▶ [Problem description]:
Would you output the entries below only from the line containing "sending the request" through the line containing "pub fn new()", exactly as they stand and with both ends included?

------------------------------------------------

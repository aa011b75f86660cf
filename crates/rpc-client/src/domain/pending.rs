//! Pending Request Tracker - calls that may have to be recovered by polling.
//!
//! Maps correlation tokens to the metadata of calls made with recovery
//! enabled. An entry is registered before the request is sent and removed
//! exactly once, by whichever path resolves the call first.

use dashmap::DashMap;
use serde_json::Value;
use std::sync::atomic::{AtomicU64, Ordering};
use std::sync::Arc;
use std::time::Duration;
use tokio::time::Instant;
use tracing::{debug, warn};

use crate::domain::correlation::{CorrelationToken, TokenGenerator};
use crate::ports::outbound::{SystemTimeSource, TimeSource};

/// A call registered for recovery
#[derive(Debug, Clone, PartialEq)]
pub struct PendingRequest {
    /// Correlation token of the call
    pub token: CorrelationToken,
    /// When the call was dispatched
    pub started_at: Instant,
    /// When the result became available
    pub ended_at: Option<Instant>,
    /// Result carried by the resolution, if any
    pub result: Option<Value>,
}

impl PendingRequest {
    /// Time between dispatch and resolution, or until now if still pending
    pub fn elapsed(&self) -> Duration {
        self.ended_at
            .unwrap_or_else(Instant::now)
            .saturating_duration_since(self.started_at)
    }

    /// True once a resolution was recorded
    pub fn is_resolved(&self) -> bool {
        self.ended_at.is_some()
    }
}

/// Statistics for the tracker
#[derive(Debug, Default)]
pub struct PendingStats {
    /// Total calls registered
    pub total_registered: AtomicU64,
    /// Total calls resolved with a result
    pub total_resolved: AtomicU64,
    /// Total entries dropped without a result (errors, cancellation)
    pub total_removed: AtomicU64,
}

/// Token-keyed registry of calls made with recovery enabled.
///
/// Flow:
/// 1. Client takes a token from `next_token()`
/// 2. Client calls `register()` before sending the request
/// 3. On HTTP 500 the classifier asks `elapsed()` for the token
/// 4. The winning resolution path calls `resolve()` or `remove()`
pub struct PendingRequestTracker {
    /// Map of correlation token to pending request
    pending: DashMap<CorrelationToken, PendingRequest>,
    /// Token source
    tokens: TokenGenerator,
    /// Wall clock for token values
    time_source: Arc<dyn TimeSource>,
    /// Statistics
    stats: PendingStats,
}

impl PendingRequestTracker {
    /// Create a tracker using the system clock for tokens
    pub fn new() -> Self {
        Self::with_time_source(Arc::new(SystemTimeSource))
    }

    /// Create a tracker with a custom clock for tokens
    pub fn with_time_source(time_source: Arc<dyn TimeSource>) -> Self {
        Self {
            pending: DashMap::new(),
            tokens: TokenGenerator::new(),
            time_source,
            stats: PendingStats::default(),
        }
    }

    /// Token for a call starting now
    pub fn next_token(&self) -> CorrelationToken {
        self.tokens.next(self.time_source.now_millis())
    }

    /// Register a call dispatched now.
    ///
    /// Returns false if the token is already registered; the existing entry
    /// is kept.
    pub fn register(&self, token: &CorrelationToken) -> bool {
        self.register_at(token, Instant::now())
    }

    /// Register a call dispatched at `started_at`.
    pub fn register_at(&self, token: &CorrelationToken, started_at: Instant) -> bool {
        let request = PendingRequest {
            token: token.clone(),
            started_at,
            ended_at: None,
            result: None,
        };

        match self.pending.entry(token.clone()) {
            dashmap::mapref::entry::Entry::Occupied(_) => {
                warn!(token = %token, "Token already registered");
                false
            }
            dashmap::mapref::entry::Entry::Vacant(slot) => {
                slot.insert(request);
                self.stats.total_registered.fetch_add(1, Ordering::Relaxed);
                debug!(token = %token, "Registered pending request");
                true
            }
        }
    }

    /// Time since the call registered under `token` was dispatched
    pub fn elapsed(&self, token: &CorrelationToken) -> Option<Duration> {
        self.pending.get(token).map(|request| request.elapsed())
    }

    /// Snapshot of the entry for `token`
    pub fn get(&self, token: &CorrelationToken) -> Option<PendingRequest> {
        self.pending.get(token).map(|request| request.clone())
    }

    /// Record the result of a call and drop its entry.
    ///
    /// Returns the resolved request, or None if the token was not (or no
    /// longer) registered.
    pub fn resolve(&self, token: &CorrelationToken, result: Option<Value>) -> Option<PendingRequest> {
        let Some((_, mut request)) = self.pending.remove(token) else {
            warn!(token = %token, "Resolution for unknown or already resolved token");
            return None;
        };

        request.ended_at = Some(Instant::now());
        request.result = result;
        self.stats.total_resolved.fetch_add(1, Ordering::Relaxed);

        debug!(
            token = %token,
            elapsed_ms = request.elapsed().as_millis() as u64,
            "Resolved pending request"
        );

        Some(request)
    }

    /// Drop the entry for `token` without a result
    pub fn remove(&self, token: &CorrelationToken) -> Option<PendingRequest> {
        let (_, request) = self.pending.remove(token)?;
        self.stats.total_removed.fetch_add(1, Ordering::Relaxed);
        debug!(token = %token, "Removed pending request");
        Some(request)
    }

    /// Check if a token is pending
    pub fn is_pending(&self, token: &CorrelationToken) -> bool {
        self.pending.contains_key(token)
    }

    /// Get number of currently pending requests
    pub fn pending_count(&self) -> usize {
        self.pending.len()
    }

    /// Get statistics
    pub fn stats(&self) -> &PendingStats {
        &self.stats
    }
}

impl Default for PendingRequestTracker {
    fn default() -> Self {
        Self::new()
    }
}
//! Response unwrapping.
//!
//! The server answers with a bare JSON value, the literal `null`, or either
//! of them framed as `<callback>(<value>);`. Grammar, applied to the trimmed
//! text:
//!
//! ```text
//! ""                               -> Empty
//! "<callback>(null);"              -> Empty   (case-insensitive)
//! "<callback>(" payload ")" [";"]  -> payload (up to the last ')')
//! payload ");"                     -> payload (bare suffix, no prefix)
//! "null"                           -> Empty   (case-insensitive)
//! anything else                    -> JSON value, or MalformedResponse
//! ```
//!
//! When the call was made without a token the callback name is `null`.
//! The bare `);` rule also fires for text that merely ends in `);`; such
//! text is then parsed without its last two characters.

use serde_json::Value;
use thiserror::Error;

use crate::domain::correlation::{CorrelationToken, NO_CALLBACK};
use crate::domain::error::ErrorEnvelope;

/// Unwrapped response body
#[derive(Debug, Clone, PartialEq)]
pub enum ParsedResponse {
    /// No content or literal `null`
    Empty,
    /// Application error returned by the server
    Error(ErrorEnvelope),
    /// Successful value
    Value(Value),
}

/// The body violates the response grammar
#[derive(Debug, Error)]
pub enum UnwrapError {
    /// Remaining text is not valid JSON
    #[error("malformed response: {source}")]
    Malformed {
        /// Text that failed to parse
        text: String,
        /// Parser error
        #[source]
        source: serde_json::Error,
    },
}

/// Unwrap a raw response body.
///
/// `token` is the token sent with the call, `None` when the call was made
/// without one.
pub fn unwrap_response(
    text: &str,
    token: Option<&CorrelationToken>,
) -> Result<ParsedResponse, UnwrapError> {
    let text = text.trim();
    if text.is_empty() {
        return Ok(ParsedResponse::Empty);
    }

    let callback = token.map(CorrelationToken::as_str).unwrap_or(NO_CALLBACK);
    if text.eq_ignore_ascii_case(&format!("{}(null);", callback)) {
        return Ok(ParsedResponse::Empty);
    }

    let payload = strip_callback(text, callback);
    if payload.trim().eq_ignore_ascii_case("null") {
        return Ok(ParsedResponse::Empty);
    }

    let value: Value = serde_json::from_str(payload).map_err(|source| UnwrapError::Malformed {
        text: payload.to_string(),
        source,
    })?;

    Ok(interpret_value(value))
}

/// Sort a parsed value into empty / application error / value.
pub fn interpret_value(value: Value) -> ParsedResponse {
    if value.is_null() {
        return ParsedResponse::Empty;
    }
    match ErrorEnvelope::from_application_value(&value) {
        Some(error) => ParsedResponse::Error(error),
        None => ParsedResponse::Value(value),
    }
}

/// Remove the callback framing, if any.
fn strip_callback<'a>(text: &'a str, callback: &str) -> &'a str {
    if let Some(inner) = text
        .strip_prefix(callback)
        .and_then(|rest| rest.strip_prefix('('))
    {
        if let Some(end) = inner.rfind(')') {
            return &inner[..end];
        }
    }

    text.strip_suffix(");").unwrap_or(text)
}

------------------------------------------------

▶ [Response to the task]:
/// 2. Client calls `register()` before sending the request
/// 3. On HTTP 500 the classifier asks `elapsed()` for the token
/// 4. The winning resolution path calls `resolve()` or `remove()`
pub struct PendingRequestTracker {
    /// Map of correlation token to pending request
    pending: DashMap<CorrelationToken, PendingRequest>,
    /// Token source
    tokens: TokenGenerator,
    /// Wall clock for token values
    time_source: Arc<dyn TimeSource>,
    /// Statistics
    stats: PendingStats,
}

impl PendingRequestTracker {
    /// Create a tracker using the system clock for tokens
    pub fn new() -> Self {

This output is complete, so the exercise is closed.